Wow! This was an amazing Floral Bootcamp Floriexpo Day!
That is probably the sentence I heard most from friends, retailers, floral designers, growers, and industry colleagues who attended the Floral Bootcamp during Floriexpo 2026. Not because there was one spectacular launch or one keynote everyone suddenly copied onto LinkedIn, but because the entire atmosphere felt incredibly relevant to where the floral industry finds itself today.
The conversations were less about theory and more about reality. About how consumers behave now. About why younger generations buy differently. About the increasing importance of visual storytelling, social media, emotional connection, and confidence-building in floral retail.
And perhaps most importantly, from everything I heard afterward, people did not leave feeling overwhelmed by change. They left energized by possibility.

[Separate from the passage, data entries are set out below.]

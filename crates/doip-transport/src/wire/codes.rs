//! Response codes of the routing activation and diagnostic message acknowledgements

use std::fmt;

/// Routing activation response codes (ISO 13400-2 table 25)
#[derive(Debug, Clone, Copy, PartialEq, Eq, Hash)]
#[repr(u8)]
pub enum RoutingActivationResponseCode {
    UnknownSa = 0x00,
    NoAvailableSocket = 0x01,
    DifferentSa = 0x02,
    RegisteredSa = 0x03,
    MissingAuthentication = 0x04,
    RejectedConfirmation = 0x05,
    UnsupportedActivationType = 0x06,
    SuccessfullyActivated = 0x10,
    ConfirmationRequired = 0x11,
}

impl RoutingActivationResponseCode {
    /// Whether the tester may send diagnostic messages after this response
    pub const fn is_success(self) -> bool {
        matches!(self, Self::SuccessfullyActivated | Self::ConfirmationRequired)
    }
}

impl TryFrom<u8> for RoutingActivationResponseCode {
    type Error = u8;

    fn try_from(value: u8) -> Result<Self, Self::Error> {
        match value {
            0x00 => Ok(Self::UnknownSa),
            0x01 => Ok(Self::NoAvailableSocket),
            0x02 => Ok(Self::DifferentSa),
            0x03 => Ok(Self::RegisteredSa),
            0x04 => Ok(Self::MissingAuthentication),
            0x05 => Ok(Self::RejectedConfirmation),
            0x06 => Ok(Self::UnsupportedActivationType),
            0x10 => Ok(Self::SuccessfullyActivated),
            0x11 => Ok(Self::ConfirmationRequired),
            other => Err(other),
        }
    }
}

impl fmt::Display for RoutingActivationResponseCode {
    fn fmt(&self, f: &mut fmt::Formatter<'_>) -> fmt::Result {
        write!(f, "{:?}(0x{:02X})", self, *self as u8)
    }
}

/// Diagnostic message acknowledge codes (ISO 13400-2 tables 28 and 30)
///
/// `ConfirmationAck` goes out as a positive acknowledge (0x8002), every
/// other code as a negative acknowledge (0x8003).
#[derive(Debug, Clone, Copy, PartialEq, Eq, Hash)]
#[repr(u8)]
pub enum DiagnosticMessageResponseCode {
    ConfirmationAck = 0x00,
    InvalidSa = 0x02,
    UnknownTa = 0x03,
    MessageTooLarge = 0x04,
    OutOfMemory = 0x05,
    TargetUnreachable = 0x06,
    UnknownNetwork = 0x07,
    TransportProtocolError = 0x08,
}

impl DiagnosticMessageResponseCode {
    pub const fn is_positive(self) -> bool {
        matches!(self, Self::ConfirmationAck)
    }
}

impl TryFrom<u8> for DiagnosticMessageResponseCode {
    type Error = u8;

    fn try_from(value: u8) -> Result<Self, Self::Error> {
        match value {
            0x00 => Ok(Self::ConfirmationAck),
            0x02 => Ok(Self::InvalidSa),
            0x03 => Ok(Self::UnknownTa),
            0x04 => Ok(Self::MessageTooLarge),
            0x05 => Ok(Self::OutOfMemory),
            0x06 => Ok(Self::TargetUnreachable),
            0x07 => Ok(Self::UnknownNetwork),
            0x08 => Ok(Self::TransportProtocolError),
            other => Err(other),
        }
    }
}

impl fmt::Display for DiagnosticMessageResponseCode {
    fn fmt(&self, f: &mut fmt::Formatter<'_>) -> fmt::Result {
        write!(f, "{:?}(0x{:02X})", self, *self as u8)
    }
}
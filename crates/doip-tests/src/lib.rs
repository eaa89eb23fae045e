//! End-to-end tests for the DoIP channel engine
//!
//! Starts a [`DoIpServer`] on an ephemeral loopback port and talks to it
//! with a minimal tester client over real TCP sockets.
//!
//! # Running Tests
//!
//! ```bash
//! cargo test -p doip-tests
//! ```
//!
//! # Test Structure
//!
//! - `tcp_e2e.rs` - routing activation, diagnostic round trips, header
//!   rejection and inactivity timeouts against a live server

use std::io;
use std::net::SocketAddr;
use std::sync::Arc;
use std::time::Duration;

use doip_transport::uds::mock::MockTransportMgr;
use doip_transport::wire::HEADER_LENGTH;
use doip_transport::{DoIpConfig, DoIpMessage, DoIpServer, PayloadType};
use tokio::io::{AsyncReadExt, AsyncWriteExt};
use tokio::net::TcpStream;

/// Default time to wait for a server response
pub const RESPONSE_TIMEOUT: Duration = Duration::from_secs(2);

/// Config bound to an ephemeral loopback port
pub fn loopback_config() -> DoIpConfig {
    let mut config = DoIpConfig::default();
    config.tcp.ip_address = "127.0.0.1".parse().expect("loopback address");
    config.tcp.port = 0;
    config
}

/// Running server together with its recording transport manager
pub struct TestServer {
    pub server: DoIpServer,
    pub mgr: Arc<MockTransportMgr>,
}

impl TestServer {
    pub async fn start(config: DoIpConfig) -> Self {
        let mgr = Arc::new(MockTransportMgr::new());
        let server = DoIpServer::start(config, 1, mgr.clone())
            .await
            .expect("server starts");
        Self { server, mgr }
    }

    pub fn addr(&self) -> SocketAddr {
        self.server.local_addr()
    }

    pub async fn connect(&self) -> TesterClient {
        TesterClient::connect(self.addr())
            .await
            .expect("tester connects")
    }
}

/// Minimal DoIP tester speaking raw frames
pub struct TesterClient {
    stream: TcpStream,
}

impl TesterClient {
    pub async fn connect(addr: SocketAddr) -> io::Result<Self> {
        let stream = TcpStream::connect(addr).await?;
        stream.set_nodelay(true)?;
        Ok(Self { stream })
    }

    pub async fn send_raw(&mut self, bytes: &[u8]) -> io::Result<()> {
        self.stream.write_all(bytes).await
    }

    pub async fn send(&mut self, message: &DoIpMessage) -> io::Result<()> {
        let bytes = message.to_bytes();
        self.stream.write_all(&bytes).await
    }

    /// Read one complete frame
    pub async fn read_message(&mut self, timeout: Duration) -> io::Result<DoIpMessage> {
        tokio::time::timeout(timeout, async {
            let mut header = [0u8; HEADER_LENGTH];
            self.stream.read_exact(&mut header).await?;
            let mut message = DoIpMessage::default();
            message.fill_header(&header);
            message.payload = vec![0u8; message.payload_length as usize];
            self.stream.read_exact(&mut message.payload).await?;
            Ok(message)
        })
        .await
        .map_err(|_| io::Error::new(io::ErrorKind::TimedOut, "no response from server"))?
    }

    /// Wait until the server closes the connection
    pub async fn wait_closed(&mut self, timeout: Duration) -> bool {
        let mut buf = [0u8; 64];
        let deadline = tokio::time::Instant::now() + timeout;
        loop {
            match tokio::time::timeout_at(deadline, self.stream.read(&mut buf)).await {
                Ok(Ok(0)) | Ok(Err(_)) => return true,
                Ok(Ok(_)) => continue,
                Err(_) => return false,
            }
        }
    }

    /// Request routing activation and return the response frame
    pub async fn activate(&mut self, source_address: u16) -> io::Result<DoIpMessage> {
        self.send(&routing_activation_request(source_address)).await?;
        self.read_message(RESPONSE_TIMEOUT).await
    }

    pub async fn send_diagnostic(
        &mut self,
        source_address: u16,
        target_address: u16,
        uds: &[u8],
    ) -> io::Result<()> {
        self.send(&diagnostic_message(source_address, target_address, uds))
            .await
    }
}

pub fn routing_activation_request(source_address: u16) -> DoIpMessage {
    let mut payload = source_address.to_be_bytes().to_vec();
    payload.extend_from_slice(&[0x00, 0, 0, 0, 0]);
    DoIpMessage::new(PayloadType::RoutingActivationRequest, payload)
}

pub fn diagnostic_message(source_address: u16, target_address: u16, uds: &[u8]) -> DoIpMessage {
    let mut payload = source_address.to_be_bytes().to_vec();
    payload.extend_from_slice(&target_address.to_be_bytes());
    payload.extend_from_slice(uds);
    DoIpMessage::new(PayloadType::DiagnosticMessage, payload)
}
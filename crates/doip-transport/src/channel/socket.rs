//! Byte-oriented socket seam used by a channel

use std::io;

use parking_lot::Mutex;
use tracing::{error, warn};

use crate::error::ChannelError;
use crate::wire::DoIpMessage;

/// A connected, non-blocking stream socket.
///
/// `receive` returns `WouldBlock` when no data is available yet and `Ok(0)`
/// once the peer closed the connection.
pub trait ChannelSocket: Send + Sync {
    fn receive(&self, buf: &mut [u8]) -> io::Result<usize>;

    /// Send all buffers as one frame; returns the number of bytes accepted
    fn send(&self, bufs: &[&[u8]]) -> io::Result<usize>;

    fn close(&self);
}

/// Read what is available into `buf`.
///
/// No data yet is `Ok(0)`; end of stream is an error.
pub(crate) fn receive_available<S: ChannelSocket>(
    socket: &S,
    buf: &mut [u8],
) -> Result<usize, ChannelError> {
    if buf.is_empty() {
        return Ok(0);
    }
    match socket.receive(buf) {
        Ok(0) => Err(ChannelError::ClosedByPeer),
        Ok(n) => Ok(n),
        Err(e) if matches!(e.kind(), io::ErrorKind::WouldBlock | io::ErrorKind::Interrupted) => {
            Ok(0)
        }
        Err(e) => Err(ChannelError::Io(e)),
    }
}

/// Send path of one channel, serialised by the channel's send lock
pub(crate) struct ResponseSender<'a, S> {
    slot: usize,
    socket: Option<&'a S>,
    lock: &'a Mutex<()>,
}

impl<'a, S: ChannelSocket> ResponseSender<'a, S> {
    pub(crate) fn new(slot: usize, socket: Option<&'a S>, lock: &'a Mutex<()>) -> Self {
        Self { slot, socket, lock }
    }

    /// Send a complete DoIP message; returns whether every byte was accepted
    pub(crate) fn send(&self, message: &DoIpMessage) -> bool {
        let frame = message.to_bytes();
        match self.send_frame(&[&frame]) {
            Ok(sent) if sent == frame.len() => true,
            Ok(sent) => {
                warn!(
                    slot = self.slot,
                    sent,
                    expected = frame.len(),
                    "Response only partially sent"
                );
                false
            }
            Err(e) => {
                error!(slot = self.slot, %e, "Connection closed while sending response");
                false
            }
        }
    }

    pub(crate) fn send_frame(&self, bufs: &[&[u8]]) -> Result<usize, ChannelError> {
        let _guard = self.lock.lock();
        let socket = self.socket.ok_or(ChannelError::NoSocket)?;
        Ok(socket.send(bufs)?)
    }
}
//! TCP handler: channel pool, processor table and id-based transmit
//!
//! The handler is driven by its owner. Whoever holds it reports accepted
//! sockets, read readiness and timer expiries, and forwards outbound
//! messages. All calls must come from one thread at a time.

use std::sync::Arc;

use tracing::{debug, info, warn};

use crate::channel::socket::ChannelSocket;
use crate::channel::state::ChannelState;
use crate::channel::timer::{TimerKey, TimerService};
use crate::channel::{ChannelEnv, DoIpChannel, Peers, ReadStatus};
use crate::config::DoIpConfig;
use crate::error::DoIpError;
use crate::processors::ProcessorTable;
use crate::uds::{
    Address, ChannelId, HandlerId, TransmissionResult, UdsMessage, UdsTransportProtocolMgr,
};
use crate::wire::{DoIpMessage, NackCode};

/// Read steps per readiness notification before yielding to other channels
pub const MAX_READ_STEPS_PER_EVENT: usize = 64;

pub struct TcpHandler<S> {
    channels: Vec<DoIpChannel<S>>,
    processors: ProcessorTable,
    config: DoIpConfig,
    mgr: Arc<dyn UdsTransportProtocolMgr>,
    timers: Arc<dyn TimerService>,
    handler_id: HandlerId,
}

impl<S: ChannelSocket> TcpHandler<S> {
    /// Create a handler with `max_channels + 1` channels.
    ///
    /// The spare channel lets one more tester connect and request routing
    /// activation while every other channel is established.
    pub fn new(
        config: DoIpConfig,
        handler_id: HandlerId,
        mgr: Arc<dyn UdsTransportProtocolMgr>,
        timers: Arc<dyn TimerService>,
    ) -> Result<Self, DoIpError> {
        config.validate()?;
        let channels = (0..config.tcp.max_channels + 1)
            .map(DoIpChannel::new)
            .collect();
        Ok(Self {
            channels,
            processors: ProcessorTable::tcp(),
            config,
            mgr,
            timers,
            handler_id,
        })
    }

    pub fn handler_id(&self) -> HandlerId {
        self.handler_id
    }

    pub fn config(&self) -> &DoIpConfig {
        &self.config
    }

    pub fn processors(&self) -> &ProcessorTable {
        &self.processors
    }

    pub fn capacity(&self) -> usize {
        self.channels.len()
    }

    pub fn channels(&self) -> &[DoIpChannel<S>] {
        &self.channels
    }

    pub fn channel(&self, slot: usize) -> Option<&DoIpChannel<S>> {
        self.channels.get(slot)
    }

    /// Channels not in `Listen`
    pub fn established_channels(&self) -> usize {
        self.channels.iter().filter(|c| c.is_established()).count()
    }

    pub fn is_source_address_registered(&self, source_address: Address) -> bool {
        self.channels
            .iter()
            .any(|c| c.state().is_registered() && c.source_address() == source_address)
    }

    pub fn check_header(&self, message: &DoIpMessage) -> NackCode {
        self.processors
            .check_header(message, self.config.max_message_length)
    }

    /// Attach a newly accepted connection to a listening channel.
    ///
    /// The socket is closed when no channel is free.
    pub fn on_accept(&mut self, socket: S) -> Result<usize, DoIpError> {
        let Some(slot) = self
            .channels
            .iter()
            .position(|c| c.state() == ChannelState::Listen)
        else {
            warn!(capacity = self.capacity(), "No listening channel, closing connection");
            socket.close();
            return Err(DoIpError::PoolSaturated);
        };

        let attached = self
            .with_channel(slot, |channel, env| channel.attach(socket, env))
            .unwrap_or(false);
        if !attached {
            return Err(DoIpError::PoolSaturated);
        }
        info!(slot, "Connection accepted");
        Ok(slot)
    }

    /// Process readable data on a channel until the socket runs dry, the
    /// channel closes, or the step budget is spent.
    pub fn on_readable(&mut self, slot: usize) -> ReadStatus {
        for _ in 0..MAX_READ_STEPS_PER_EVENT {
            let status = self
                .with_channel(slot, |channel, env| channel.handle_read(env))
                .unwrap_or(ReadStatus::Closed);
            if status != ReadStatus::Progress {
                return status;
            }
        }
        ReadStatus::Progress
    }

    /// Deliver an inactivity timer expiry; stale keys are ignored
    pub fn on_timeout(&mut self, key: TimerKey) {
        self.with_channel(key.slot, |channel, env| {
            channel.on_inactivity_timeout(key, env)
        });
    }

    /// Send `message` on the routing-active channel with `channel_id`.
    ///
    /// The transport manager receives a transmit confirmation in every case,
    /// including when no such channel exists.
    pub fn transmit(&self, message: UdsMessage, channel_id: ChannelId) -> Result<(), DoIpError> {
        let channel = self.channels.iter().find(|c| {
            c.state() == ChannelState::RegisteredRoutingActive && c.channel_id() == channel_id
        });
        match channel {
            Some(channel) => {
                channel.transmit(message, self.mgr.as_ref());
                Ok(())
            }
            None => {
                warn!(channel_id, "Transmit to unknown channel");
                self.mgr
                    .transmit_confirmation(message, TransmissionResult::TransmitFailed);
                Err(DoIpError::ChannelNotFound(channel_id))
            }
        }
    }

    /// Finalize every established channel
    pub fn shutdown(&mut self) {
        for slot in 0..self.channels.len() {
            self.with_channel(slot, |channel, env| {
                if channel.is_established() {
                    debug!(slot, state = %channel.state(), "Finalizing channel on shutdown");
                    channel.try_change_state(ChannelState::Finalize, env);
                }
            });
        }
    }

    fn with_channel<R>(
        &mut self,
        slot: usize,
        f: impl FnOnce(&mut DoIpChannel<S>, &ChannelEnv<'_, S>) -> R,
    ) -> Option<R> {
        if slot >= self.channels.len() {
            return None;
        }
        let (before, rest) = self.channels.split_at_mut(slot);
        let (channel, after) = rest.split_first_mut()?;
        let env = ChannelEnv {
            peers: Peers {
                before: &*before,
                after: &*after,
            },
            config: &self.config,
            processors: &self.processors,
            mgr: self.mgr.as_ref(),
            timers: self.timers.as_ref(),
            handler_id: self.handler_id,
        };
        Some(f(channel, &env))
    }
}
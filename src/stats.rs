//! Summary statistics over gap sizes
//!
//! Accumulates in f64 so long documents don't drift, returns f32 to match
//! the coordinate type used everywhere else.

/// Population mean and standard deviation of a sample
#[derive(Debug, Clone, Copy, PartialEq)]
pub struct Summary {
    pub count: usize,
    pub mean: f32,
    pub std_dev: f32,
}

/// Arithmetic mean, `None` for an empty slice
pub fn mean(values: &[f32]) -> Option<f32> {
    mean_f64(values).map(|m| m as f32)
}

/// Population standard deviation, `None` for an empty slice
pub fn std_dev(values: &[f32]) -> Option<f32> {
    let mean = mean_f64(values)?;
    let variance = values
        .iter()
        .map(|&v| {
            let d = v as f64 - mean;
            d * d
        })
        .sum::<f64>()
        / values.len() as f64;
    Some(variance.sqrt() as f32)
}

/// Mean and standard deviation in one call
pub fn summarize(values: &[f32]) -> Option<Summary> {
    Some(Summary {
        count: values.len(),
        mean: mean(values)?,
        std_dev: std_dev(values)?,
    })
}

fn mean_f64(values: &[f32]) -> Option<f64> {
    if values.is_empty() {
        return None;
    }
    Some(values.iter().map(|&v| v as f64).sum::<f64>() / values.len() as f64)
}

#[cfg(test)]
mod tests {
    use super::*;

    #[test]
    fn test_empty_sample() {
        assert_eq!(mean(&[]), None);
        assert_eq!(std_dev(&[]), None);
        assert!(summarize(&[]).is_none());
    }

    #[test]
    fn test_uniform_sample_has_zero_spread() {
        let s = summarize(&[10.0, 10.0, 10.0]).unwrap();
        assert_eq!(s.count, 3);
        assert_eq!(s.mean, 10.0);
        assert_eq!(s.std_dev, 0.0);
    }

    #[test]
    fn test_population_std_dev() {
        // Classic textbook sample: mean 5, population sigma 2
        let values = [2.0, 4.0, 4.0, 4.0, 5.0, 5.0, 7.0, 9.0];
        assert!((mean(&values).unwrap() - 5.0).abs() < 1e-6);
        assert!((std_dev(&values).unwrap() - 2.0).abs() < 1e-6);
    }
}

Floral Education Is Becoming More Human Again
Michael Schrader moderated the Floral Bootcamp itself, while Floriexpo CEO Bob Callahan opened the day with a welcome focused on innovation, efficiency, and stronger consumer connections across the floral industry.
The overall tone of the Bootcamp immediately felt different from many traditional floral conferences. Instead of focusing purely on products or logistics, the sessions continuously returned to people. To emotions. To customer behavior. To communication. To understanding why flowers still matter in modern life and how the industry can reconnect that value to newer generations.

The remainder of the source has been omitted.